Two things to help battery life:
Keep the terminals and the top of the battery clean from corrosion and acid leakage. Use baking soda in water to dissolve it away, then rinse with clean water.
If the caps are removable make sure the fluid level in each cell covers the plates. Add distilled water if needed.

Aj

Also, a frozen battery exposed to a spark goes KABOOOM!!!! You'll never forget the sound.

Juls K.

Don't know about the battery, but our engine block froze at wind chill -75 degrees F. in West Lafayette, Ind in Feb. 1985.
Did that mean the battery did, too?

Hi the most heavy duty batteries that you can get are made in Russia.As said in an earlier comment it is the cold cranking amps that is crucial. the higher the better in a cold climate. also the old screw top batteries allowed the acid to be watered down and so the battery could freeze, i have seen this many times even here in the UK. thanks eric roberts www.batteriesontheweb.co.uk

danwat1234

I replace my car battery for free every 2.9 years at Costco, since they have a non-prorated 3 year warranty (and prorated to 100 months) and the warranty resets each time you get a new battery;)
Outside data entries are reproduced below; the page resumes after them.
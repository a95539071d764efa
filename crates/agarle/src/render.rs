//! Presentation adapters. Renderers read committed state and never mutate it.

use tracing::info;

use crate::entity::Pid;
use crate::world::GameView;

pub trait Renderer: Send {
    fn render(&mut self, view: &GameView<'_>, controlled: Pid);
}

/// Logs the top of the leaderboard every `every` frames.
#[derive(Debug, Clone)]
pub struct LogRenderer {
    every: u64,
    top: usize,
    frames: u64,
}

impl LogRenderer {
    pub fn new(every: u64, top: usize) -> Self {
        Self {
            every: every.max(1),
            top,
            frames: 0,
        }
    }

    #[inline]
    pub fn frames(&self) -> u64 {
        self.frames
    }
}

impl Default for LogRenderer {
    fn default() -> Self {
        Self::new(25, 10)
    }
}

impl Renderer for LogRenderer {
    fn render(&mut self, view: &GameView<'_>, controlled: Pid) {
        self.frames += 1;
        if self.frames % self.every != 0 {
            return;
        }
        let state = view.state();
        let counts = state.cell_counts();
        info!(
            "Tick #{}: {} players alive, {} cells, {} pellets, {} viruses",
            view.tick(),
            counts.alive_players,
            counts.cells,
            counts.pellets,
            counts.viruses
        );
        for (rank, entry) in state.leaderboard().iter().take(self.top).enumerate() {
            let marker = if entry.pid == controlled { "*" } else { " " };
            info!("{}{:>3}. {:<12} {:>10.1}", marker, rank + 1, entry.name, entry.score);
        }
    }
}

#[cfg(test)]
mod tests {
    use super::*;
    use crate::config::Config;
    use crate::engine::Engine;

    #[test]
    fn logs_on_interval_only() {
        let mut engine = Engine::new(Config::with_counts(1, 1000.0, true, 5, 0, 0)).unwrap();
        let pid = engine.add_player("agent", false);
        engine.reset();

        let mut renderer = LogRenderer::new(0, 3);
        for _ in 0..4 {
            renderer.render(&engine.view(), pid);
        }
        assert_eq!(renderer.frames(), 4);
        assert_eq!(renderer.every, 1);
    }
}
//! Environment error types.

use thiserror::Error;

use crate::entity::Pid;

/// Errors reported by the engine and the environment control loop.
#[derive(Debug, Clone, PartialEq, Error)]
pub enum EnvError {
    /// Action parameters were non-finite or outside their domain.
    /// The previously pending action is left in place.
    #[error("invalid action: {reason}")]
    InvalidAction { reason: String },

    /// Construction parameters make no sense (zero arena, zero frames per step, ...).
    #[error("configuration error: {0}")]
    Configuration(String),

    /// A world invariant was broken. Never expected in a correct build.
    #[error("invariant violation: {0}")]
    InvariantViolation(String),

    #[error("unknown player: {0}")]
    UnknownPlayer(Pid),
}

impl EnvError {
    pub(crate) fn invalid_action(reason: impl Into<String>) -> Self {
        Self::InvalidAction { reason: reason.into() }
    }

    pub(crate) fn config(reason: impl Into<String>) -> Self {
        Self::Configuration(reason.into())
    }
}

pub type Result<T> = std::result::Result<T, EnvError>;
Makes for a very reliable and strong battery all the time. I also charge it up for about 15 hours at 14.5-15V a few times during the winter to help melt any sulphation buildup.

Usually car battery don't freezes if you are riding your vehicle regularly and the battery is getting charged properly. I got a battery freeze when I was not regularly driving my car during winters. My motor mechanic advised me to buy a battery warmer which is a blanket kind of thing wrapped around my car battery.